CK: Now that the smoke has cleared from the Lynx quick exodus from the playoffs what word comes to mind when describing your first year in professional soccer? 

Iantorno: Excitement. 

CK: Can you elaborate? 

Iantorno: I was actually surprised with the brand of soccer that we played for the first year. Aside from a few games that we went on a little scoring drought , at one point we were the highest scoring team in the league. Injuries more than anything else played a big part of our downfall near the end. At any given time we had five regulars out of our line up. It's one thing I wanted to prove. When we started people were actually laughing at us. I had some so called soccer experts in Toronto phone me to question if I knew what I was doing. They told me if we won four games with the line up we had we would be lucky. They questioned that some of the players chosen were not good enough to play in the A - League. Seeing the dedication of our players it motivates us as owners to do anything possible to ensure that these guys can make a full time living out of this. Seeing them practice in February and March at Lamport Stadium in the snow and sub zero temperatures and not making a lot of money does not make us feel very good as owners so hopefully it will be nice within a few years to be able to repay these players back. 

CK: Did your decision to enter the murky world of pro soccer meet your expectations? 

Iantorno : Overall the first year , I will be honest , we thought we had a positive season.

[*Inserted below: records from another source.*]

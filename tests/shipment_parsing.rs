// File: tests/shipment_parsing.rs
use chrono::{Local, NaiveDate, TimeZone};
use operativka::model::item::NO_DATE_LABEL;
use operativka::model::parser::{
    ParseContext, parse_day_blocks, parse_installations, parse_shipment_line, parse_shipments,
    parse_shipments_plan,
};

fn ctx() -> ParseContext {
    ParseContext::at(Local.with_ymd_and_hms(2025, 10, 20, 12, 0, 0).unwrap())
}

fn d(m: u32, day: u32) -> Option<NaiveDate> {
    NaiveDate::from_ymd_opt(2025, m, day)
}

#[test]
fn test_shipment_lines() {
    let text = "Доминанта - 5 ноября (Петров) монтаж Денис + Артем\n\
                Левел - 6-7 ноября\n\
                без разделителя\n\
                Токсово - на следующей неделе";
    let ships = parse_shipments(text, &ctx());
    assert_eq!(ships.len(), 3);

    assert_eq!(ships[0].project, "Доминанта");
    assert_eq!(ships[0].date, d(11, 5));
    assert_eq!(ships[0].assembler, "Петров");
    assert_eq!(ships[0].installer, "Денис + Артем");
    assert_eq!(ships[0].day_name, None);

    assert_eq!(ships[1].project, "Левел");
    assert_eq!(ships[1].date, d(11, 6));
    assert_eq!(ships[1].assembler, "");
    assert_eq!(ships[1].installer, "");

    assert_eq!(ships[2].project, "Токсово");
    assert_eq!(ships[2].date, None);
}

#[test]
fn test_project_is_text_before_first_separator() {
    let ship = parse_shipment_line("Новая Рига - кухня - 7 или 10 ноября", &ctx()).unwrap();
    assert_eq!(ship.project, "Новая Рига");
    assert_eq!(ship.date, d(11, 7));
}

#[test]
fn test_lower_case_installer_is_ignored() {
    let ship = parse_shipment_line("Левел - 5 ноября монтаж денис", &ctx()).unwrap();
    assert_eq!(ship.installer, "");
}

#[test]
fn test_line_without_separator_is_rejected() {
    assert!(parse_shipment_line("Левел 5 ноября", &ctx()).is_none());
    assert!(parse_shipments("\n\n", &ctx()).is_empty());
}

#[test]
fn test_shipment_plan_keeps_day_labels() {
    let text = "ПОНЕДЕЛЬНИК 27/10\n- Левел\n- Токсово\nБЕЗ ДАТЫ\n- Рылеева";
    let ships = parse_shipments_plan(text, &ctx());
    assert_eq!(ships.len(), 3);
    assert_eq!(ships[0].day_name.as_deref(), Some("ПОНЕДЕЛЬНИК"));
    assert_eq!(ships[0].date, d(10, 27));
    assert_eq!(ships[1].project, "Токсово");
    assert_eq!(ships[1].date, d(10, 27));
    assert_eq!(ships[2].day_name.as_deref(), Some(NO_DATE_LABEL));
    assert_eq!(ships[2].date, None);
}

#[test]
fn test_installations_split_on_last_separator() {
    let text = "ВТОРНИК 28/10\n\
                - Левел - кухня - Денис\n\
                - Токсово\n\
                БЕЗ ДАТЫ\n\
                - Рылеева - Артем\n\
                СРЕДА 31/02\n\
                - Пикунов - Денис";
    let insts = parse_installations(text, &ctx());
    assert_eq!(insts.len(), 4);

    assert_eq!(insts[0].project, "Левел - кухня");
    assert_eq!(insts[0].installer, "Денис");
    assert_eq!(insts[0].day_name, "ВТОРНИК");
    assert_eq!(insts[0].date, d(10, 28));

    assert_eq!(insts[1].project, "Токсово");
    assert_eq!(insts[1].installer, "");
    assert_eq!(insts[1].day_name, "ВТОРНИК");

    assert_eq!(insts[2].installer, "Артем");
    assert_eq!(insts[2].day_name, NO_DATE_LABEL);
    assert_eq!(insts[2].date, None);

    // Impossible header date.
    assert_eq!(insts[3].project, "Пикунов");
    assert_eq!(insts[3].date, None);
    assert_eq!(insts[3].day_name, NO_DATE_LABEL);
}

#[test]
fn test_day_blocks_ignore_stray_lines() {
    let items = parse_day_blocks("заметка\nпятница 31/10\n- Левел\nещё заметка", 2025);
    assert_eq!(items.len(), 1);
    assert_eq!(items[0].day_label.as_deref(), Some("пятница"));
    assert_eq!(items[0].date, d(10, 31));
    assert_eq!(items[0].text, "Левел");
}
// Crate root library declaration and module exports.
pub mod cli;
pub mod config;
pub mod context;
pub mod export;
pub mod model;
pub mod schedule;
pub mod storage;
pub mod store;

We know that we made some mistakes that we naturally have to correct but we learned a lot and the only way we are going to learn is to be here for year two and year three. It would have been a waste of time just trying it for one year. I sometimes went into the crowd and I talked to our fans , some people knew me , some people thought I was another fan. It was nice to see the response I was getting. It made me really happy when people came up to me at the end of a game thanking us for bringing soccer back. Seeing the kids being excited about the team. In previous years I never saw the players get together with the kids like our players did. The kids looked up to our players and we have to build heroes. One Oakville coach told me that his young players were imitating Paul Stalteri and Joe Ciaravino during practice. The players naturally feel great because they are appreciated. Hopefully next year we have to elevate our image even more to treat them as pros and than hopefully the media picks up on it. I think our biggest challenge is getting the major media to start taking us seriously and I think that will come through longevity. 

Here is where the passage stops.